● EXERCISE AIM: The expected output is every line from the one containing "pub use api::IntelligenceEngine;" to the end of the data below, exactly, and no other line.

───── PROVIDED ENTRIES

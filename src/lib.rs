//! Color compatibility and wardrobe intelligence scoring.
//!
//! `chromafit` answers two questions about a clothing collection:
//!
//! 1. **Which seasonal color palettes suit this item?** Each item's hex
//!    colors are scored against a curated catalog of twelve seasonal
//!    palettes using the redmean color distance, producing a complete
//!    per-palette score map and a ranked list of best matches.
//! 2. **How healthy is this wardrobe?** Four dimensional metrics —
//!    variety, seasonal compatibility, archetype alignment, and color
//!    harmony — are aggregated into a single 0–100 score with a tier
//!    and actionable insights.
//!
//! # Quick start
//!
//! ```
//! use chromafit::{IntelligenceEngine, SeasonalPalette};
//!
//! let engine = IntelligenceEngine::new();
//!
//! // Score one item's colors against all twelve palettes.
//! let scores = engine.score_item(&["#8B4513".to_string()]);
//! assert_eq!(scores.get(SeasonalPalette::DarkAutumn), 1.0);
//!
//! // Rank the palettes that clear the match threshold.
//! let matches = engine.best_matches(&scores);
//! assert_eq!(matches[0].palette, SeasonalPalette::DarkAutumn);
//! ```
//!
//! # Why redmean?
//!
//! Plain Euclidean RGB distance treats the three channels as equally
//! perceptible, which they are not. The redmean approximation weights the
//! channels by the mean red level of the pair, tracking human perception
//! closely at a fraction of the cost of a full Lab conversion. Distances
//! range 0 to roughly 765 (black to white), and the scoring thresholds
//! ([`PERFECT_MATCH_DISTANCE`], [`GOOD_MATCH_DISTANCE`],
//! [`MAX_MEANINGFUL_DISTANCE`]) are calibrated against that scale.
//!
//! # Design notes
//!
//! - Scoring is total: malformed hex strings degrade a color's
//!   contribution to the unrelated floor instead of failing the item.
//!   The only hard error in the crate is an unknown palette name.
//! - Everything is a pure function of its inputs. Scoring the same item
//!   twice yields bit-identical maps; reports are ephemeral snapshots.
//! - Proximity to a palette's `avoid` list dominates any primary or
//!   secondary match.
//!
//! # Modules
//!
//! - [`color`] — RGB parsing and the redmean distance metric
//! - [`palette`] — the twelve seasonal palettes and their catalog
//! - [`score`] — per-item palette scoring and best-match ranking
//! - [`metrics`] — dimensional metrics and wardrobe health aggregation
//! - [`models`] — wardrobe items, style profiles, and report types
//! - [`api`] — the [`IntelligenceEngine`] facade

pub mod api;
pub mod color;
pub mod error;
pub mod metrics;
pub mod models;
pub mod palette;
pub mod score;


pub use api::IntelligenceEngine;
pub use color::{hex_distance, redmean, Rgb};
pub use error::{EngineError, ParseColorError};
pub use metrics::{
    aggregate, empty_report, MetricsCalculator, SEASONAL_UNANALYZED, WEIGHT_ARCHETYPE_ALIGNMENT,
    WEIGHT_COLOR_HARMONY, WEIGHT_SEASONAL_COMPATIBILITY, WEIGHT_VARIETY,
};
pub use models::{
    Category, Dimension, DimensionalMetrics, FitPreference, PriceTier, StyleProfile, StyleSliders,
    WardrobeItem, WardrobeReport, WardrobeTier,
};
pub use palette::{PaletteCatalog, PaletteDefinition, SeasonalPalette};
pub use score::{
    best_matches, score_item, PaletteMatch, PaletteScores, AVOID_CLASH_SCORE,
    DEFAULT_MATCH_THRESHOLD, GOOD_MATCH_DISTANCE, MAX_MEANINGFUL_DISTANCE, NO_COLOR_DATA_SCORE,
    PERFECT_MATCH_DISTANCE, UNRELATED_SCORE,
};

──────────

● RESULT FOR THIS TASK:
pub use api::IntelligenceEngine;
pub use color::{hex_distance, redmean, Rgb};
pub use error::{EngineError, ParseColorError};
pub use metrics::{
    aggregate, empty_report, MetricsCalculator, SEASONAL_UNANALYZED, WEIGHT_ARCHETYPE_ALIGNMENT,
    WEIGHT_COLOR_HARMONY, WEIGHT_SEASONAL_COMPATIBILITY, WEIGHT_VARIETY,
};
pub use models::{
    Category, Dimension, DimensionalMetrics, FitPreference, PriceTier, StyleProfile, StyleSliders,
    WardrobeItem, WardrobeReport, WardrobeTier,
};
pub use palette::{PaletteCatalog, PaletteDefinition, SeasonalPalette};
pub use score::{
    best_matches, score_item, PaletteMatch, PaletteScores, AVOID_CLASH_SCORE,
    DEFAULT_MATCH_THRESHOLD, GOOD_MATCH_DISTANCE, MAX_MEANINGFUL_DISTANCE, NO_COLOR_DATA_SCORE,
    PERFECT_MATCH_DISTANCE, UNRELATED_SCORE,
};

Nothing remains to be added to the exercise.